Nanoprecipitation of Fluorescent Conjugated Polymer onto the Surface of Plasmonic Nanoparticle for Fluorescence/Dark-Field Dual-Modality Single Particle Imaging.

In this work, a hybridized nanoparticle with fluorescence/dark-field dual-modality imaging capability was prepared by nanoprecipitation of fluorescent conjugated polymer onto the surface of silica-coated rod-shape plasmonic nanoparticle. According to the spectroscopic and microscopic characterizations, the fluorescence intensity of conjugated polymer poly[(9,9-dioctylfluorenyl-2,7-diyl)-alt-co-(1,4-benzo(2,1',3)-thiadiazole)] (PFBT) could be enhanced around 2-fold after assembling onto the silica-decorated metal nanorod surface compared with the fluorescence intensity of regular PFBT polymer dots without the metal core. The in situ nanorod etching experiment further confirmed this result at the single particle level.
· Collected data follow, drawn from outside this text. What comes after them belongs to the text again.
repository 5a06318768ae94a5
use axum::{routing::get, Router};
use std::sync::Arc;

use crate::features::dashboard::handlers;
use crate::features::dashboard::services::DashboardService;

/// Dashboard routes; mount behind `auth_middleware`
pub fn routes(dashboard_service: Arc<DashboardService>) -> Router {
    Router::new()
        .route("/api/dashboard/stats", get(handlers::get_stats))
        .with_state(dashboard_service)
}

#[cfg(test)]
mod tests {
    use super::*;
    use crate::core::database::lazy_test_pool;
    use crate::shared::test_helpers::{user_with_roles, with_user};
    use axum::http::StatusCode;
    use axum_test::TestServer;

    #[tokio::test]
    async fn stats_require_editor_role() {
        let service = Arc::new(DashboardService::new(lazy_test_pool()));

        let anonymous = TestServer::new(routes(Arc::clone(&service))).unwrap();
        anonymous
            .get("/api/dashboard/stats")
            .await
            .assert_status(StatusCode::UNAUTHORIZED);

        let plain = TestServer::new(with_user(routes(service), user_with_roles(&["user"]))).unwrap();
        plain
            .get("/api/dashboard/stats")
            .await
            .assert_status(StatusCode::FORBIDDEN);
    }
}
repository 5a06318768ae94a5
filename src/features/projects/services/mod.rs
mod project_service;

pub use project_service::ProjectService;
In addition to the fluorescence enhancement effect, improved fluorescence stability was obtained from the single particle fluorescence intensity characterizations. As a consequence, this self-assembled functional nanoparticle could be extensively applied to biological imaging such as cellular labeling and single particle tracking owing to the novel and unique optical features, for example, the superior optical stability and specific identification capability from the scattering and fluorescence domain, respectively. Furthermore, the amendable peripheral polymer surface of this nanostructure will promote its applications in biological sensing and imaging-guided functional molecule delivery in the future.